The ruling minority liked to imagine that the human oxen laboring in their fields and the women who cleaned their homes and cooked their meals were happy with their lot, and professed shock and horror whenever these hereditary servers sought out ways to improve their station — whether that was by joining the industrial revolution or striking out for a colonized land and the promise of stolen estates and downtrodden servants of their own.
Though the ruling minorities were small in absolute numbers, they claimed the vast majority of their nations’ wealth, and they wielded that wealth in the form of political power. That power allowed elites to turn every chance at social mobility into a mirage: factory owners and colonizers could form cartels that suppressed wages and then command militarized police armies to smash unions.
It took the two World Wars —a generation-long orgy of wealth-destruction — to weaken the power of the ruling class to such a low ebb that it could no longer drown the centuries-long dream of mobility and egalitarianism.
After the wars, the rich countries of the world were remade.
Rich countries instituted ambitious social safety networks: universal secondary education, increased access to tertiary education, home ownership subsidies (in the US) and public housing (most other rich nations), free healthcare for elderly and poor people (in the US) or for everyone (other rich nations).
Unions became common, and as productivity improved, wages rose.
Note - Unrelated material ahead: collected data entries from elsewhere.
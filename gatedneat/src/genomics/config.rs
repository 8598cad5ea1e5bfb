use crate::genomics::ActivationFunction;

use serde::{Deserialize, Serialize};

use std::num::NonZeroUsize;

/// Configuration data for genome generation,
/// mutation and inter-genome operations.
///
/// # Note
/// All quantities expressing probabilities
/// should be in the range [0.0, 1.0]. Using
/// values that are not in this bound may result
/// in odd behaviours and/or incorrect programs.
#[derive(Clone, Debug, PartialEq, Serialize, Deserialize)]
pub struct GeneticConfig {
    /// Number of inputs in a genome.
    pub input_count: NonZeroUsize,
    /// Number of outputs in a genome.
    pub output_count: NonZeroUsize,
    /// Activation function of freshly generated output nodes.
    pub output_activation: ActivationFunction,
    /// Lower bound of weights and biases.
    pub min_val: f64,
    /// Upper bound of weights and biases.
    pub max_val: f64,
    /// Number of decimal places weights and biases
    /// are rounded to after perturbation.
    pub value_precision: i32,
    /// Chance of each connection's weight being perturbed
    /// during a weight mutation.
    pub weight_perturb_chance: f64,
    /// Magnitude of the uniform weight perturbation.
    pub weight_perturb_value: f64,
    /// Chance of each non-input node's bias being perturbed
    /// during a bias mutation.
    pub bias_perturb_chance: f64,
    /// Magnitude of the uniform bias perturbation.
    pub bias_perturb_value: f64,
    /// Chance of a node addition mutation. Exclusive with
    /// every other mutation.
    pub add_node_prob: f64,
    /// Chance of a connection addition mutation, if no node
    /// was added. Exclusive with every other mutation.
    pub add_connection_prob: f64,
    /// Chance of weight perturbation.
    pub mutate_weights_prob: f64,
    /// Chance of bias perturbation.
    pub mutate_biases_prob: f64,
    /// Chance of toggling a connection's enabled status.
    pub mutate_toggle_enable_prob: f64,
    /// Chance of re-enabling a disabled connection.
    pub mutate_reenable_prob: f64,
    /// Chance of removing a connection.
    pub mutate_remove_connection_prob: f64,
    /// Chance of removing a hidden node.
    pub mutate_remove_node_prob: f64,
    /// Chance of gating a connection.
    pub mutate_add_gate_prob: f64,
    /// Chance of changing a node's activation function.
    pub mutate_activation_function_prob: f64,
    /// Maximum number of attempts made by node and connection
    /// addition mutations before returning with failure.
    pub max_mutation_attempts: usize,
    /// Weight of excess connections in genetic distance.
    pub excess_coeff: f64,
    /// Weight of disjoint connections in genetic distance.
    pub disjoint_coeff: f64,
    /// Weight of the average weight and bias difference
    /// in genetic distance.
    pub weight_coeff: f64,
    /// Weight of the gater mismatch fraction in genetic distance.
    pub gates_coeff: f64,
    /// Chance that matching values are averaged during mating,
    /// instead of copied from a randomly chosen parent.
    /// Decided once per mating.
    pub mate_avg_genes_prob: f64,
    /// Chance that a connection disabled in both parents
    /// stays disabled in the offspring.
    pub inherit_disable_chance: f64,
    /// Number of mutations applied to freshly generated genomes.
    pub initial_mutations: usize,
}

impl GeneticConfig {
    /// Returns a "zero-valued" default configuration.
    /// All values are 0, or in the case of `NonZeroUsize`s, 1.
    /// Value bounds are ±1 and output nodes use identity.
    ///
    /// # Note
    /// This value is not suitable for use in most experiments.
    /// It is meant as a way to fill in unused values during
    /// configuration instantiation.
    ///
    /// # Examples
    /// ```
    /// use gatedneat::genomics::GeneticConfig;
    ///
    /// let cfg = GeneticConfig {
    ///     // Specify some values here...
    ///     add_node_prob: 1.0,
    ///     // Default the rest...
    ///     ..GeneticConfig::zero()
    /// };
    /// ```
    pub const fn zero() -> GeneticConfig {
        GeneticConfig {
            input_count: NonZeroUsize::MIN,
            output_count: NonZeroUsize::MIN,
            output_activation: ActivationFunction::Identity,
            min_val: -1.0,
            max_val: 1.0,
            value_precision: 3,
            weight_perturb_chance: 0.0,
            weight_perturb_value: 0.0,
            bias_perturb_chance: 0.0,
            bias_perturb_value: 0.0,
            add_node_prob: 0.0,
            add_connection_prob: 0.0,
            mutate_weights_prob: 0.0,
            mutate_biases_prob: 0.0,
            mutate_toggle_enable_prob: 0.0,
            mutate_reenable_prob: 0.0,
            mutate_remove_connection_prob: 0.0,
            mutate_remove_node_prob: 0.0,
            mutate_add_gate_prob: 0.0,
            mutate_activation_function_prob: 0.0,
            max_mutation_attempts: 0,
            excess_coeff: 0.0,
            disjoint_coeff: 0.0,
            weight_coeff: 0.0,
            gates_coeff: 0.0,
            mate_avg_genes_prob: 0.0,
            inherit_disable_chance: 0.0,
            initial_mutations: 0,
        }
    }

    /// Clamps `value` into `[min_val, max_val]` and rounds
    /// it to `value_precision` decimal places.
    ///
    /// # Examples
    /// ```
    /// use gatedneat::genomics::GeneticConfig;
    ///
    /// let cfg = GeneticConfig::default();
    /// assert_eq!(cfg.bound_value(1.23456), 1.235);
    /// assert_eq!(cfg.bound_value(1000.0), 99.999);
    /// ```
    pub fn bound_value(&self, value: f64) -> f64 {
        let scale = 10f64.powi(self.value_precision);
        (value.clamp(self.min_val, self.max_val) * scale).round() / scale
    }
}

impl Default for GeneticConfig {
    /// Reference configuration for two-input,
    /// three-output genomes.
    fn default() -> GeneticConfig {
        GeneticConfig {
            input_count: NonZeroUsize::new(2).unwrap_or(NonZeroUsize::MIN),
            output_count: NonZeroUsize::new(3).unwrap_or(NonZeroUsize::MIN),
            output_activation: ActivationFunction::Sigmoid,
            min_val: -99.999,
            max_val: 99.999,
            value_precision: 3,
            weight_perturb_chance: 0.6,
            weight_perturb_value: 2.5,
            bias_perturb_chance: 0.6,
            bias_perturb_value: 2.5,
            add_node_prob: 0.2,
            add_connection_prob: 0.3,
            mutate_weights_prob: 0.6,
            mutate_biases_prob: 0.6,
            mutate_toggle_enable_prob: 0.1,
            mutate_reenable_prob: 0.05,
            mutate_remove_connection_prob: 0.1,
            mutate_remove_node_prob: 0.05,
            mutate_add_gate_prob: 0.05,
            mutate_activation_function_prob: 0.1,
            max_mutation_attempts: 1000,
            excess_coeff: 2.0,
            disjoint_coeff: 2.0,
            weight_coeff: 1.0,
            gates_coeff: 1.0,
            mate_avg_genes_prob: 0.4,
            inherit_disable_chance: 0.75,
            initial_mutations: 10,
        }
    }
}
Struggles for gender justice expanded beyond a campaign for votes for wealthy white women and into universal sufferage. Civil rights struggles on racial, gender and sexual orientation lines came to the fore, and formed alliances with one another, and with anti-colonial movements in the global south.
The world changed. These were the trente glorieuses — the thirty glorious years where you could dream of a better life for your children. My father, a refugee born to refugees, went on to earn a…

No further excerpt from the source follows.